Private-sector jobs have risen every month this year and are up 593,000 since December. But that growth slowed to a trickle in May, as the economy created just 33,000 jobs that month.
The jobs report suggested it will take years for the economy to recover the 8 million-plus jobs lost since the recession began in December 2007.
The recession was caused in part by the financial market crash of 2008, the massive decline in basic industries such as steel and auto manufacturing, and by the exporting of millions of jobs overseas by employers seeking lower employment costs.
Only 10 of the 30 Dow stocks were higher, led by Verizon Communications (VZ) and Johnson & Johnson (JNJ), up 1.6 per cent to $26.78 and 0.6 percent to $59.45, respectively. Only 33 Nasdaq-100 stocks were higher, led by Biogen Idec (BIIB), up 5.9 per cent to $49.44.
Marketwatch.com said that French pharmaceuticals maker Sanofi-Aventis (SNY) was looking at Allergan (AGN) and Genzyme (GENZ) as acquisition targets.
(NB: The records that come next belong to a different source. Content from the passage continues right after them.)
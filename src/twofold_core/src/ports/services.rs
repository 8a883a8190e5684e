use async_trait::async_trait;
use thiserror::Error;

use crate::domain::{email::Email, totp_secret::TotpSecret};

/// Port trait for email sending service
#[async_trait]
pub trait EmailClient: Send + Sync {
    async fn send_email(
        &self,
        recipient: &Email,
        subject: &str,
        content: &str,
    ) -> Result<(), String>;
}

#[derive(Debug, Error)]
pub enum TotpEngineError {
    #[error("Invalid TOTP secret")]
    InvalidSecret,
    #[error("Unexpected error {0}")]
    UnexpectedError(String),
}

/// Material handed to the user once, at TOTP enrollment.
#[derive(Debug, Clone)]
pub struct TotpSetup {
    pub secret: TotpSecret,
    pub provisioning_uri: String,
    /// PNG data URI, ready to render as a scannable enrollment code.
    pub qr_code: String,
}

/// Port trait for time-based one-time password computation. Pure (no I/O
/// beyond the system clock), so the trait is synchronous.
pub trait TotpEngine: Send + Sync {
    /// Generates a fresh shared secret and provisioning material for the
    /// given account label.
    fn provision(&self, account: &Email) -> Result<TotpSetup, TotpEngineError>;

    /// Checks `code` against `secret` at the current time, tolerating the
    /// configured clock-skew window.
    fn verify(&self, secret: &TotpSecret, code: &str) -> Result<bool, TotpEngineError>;
}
Allergan was up 7.6 per cent to $62.54, while Genzyme jumped 5.2 per cent to $52.44.
Crude oil was down 35 cents to $72.60. Gold was off $2.10 to $1,204.60. The euro was up 0.6 per cent to $1.25945. The 10-year Treasury yield was at 2.97 per cent, up from 2.927 percent on Thursday.
Apple (AAPL) was down 1.1 per cent to $245.72. The company disclosed that the formula it used to measure signal strength in its new iPhone 4 is faulty. A software fix will be available in a few weeks.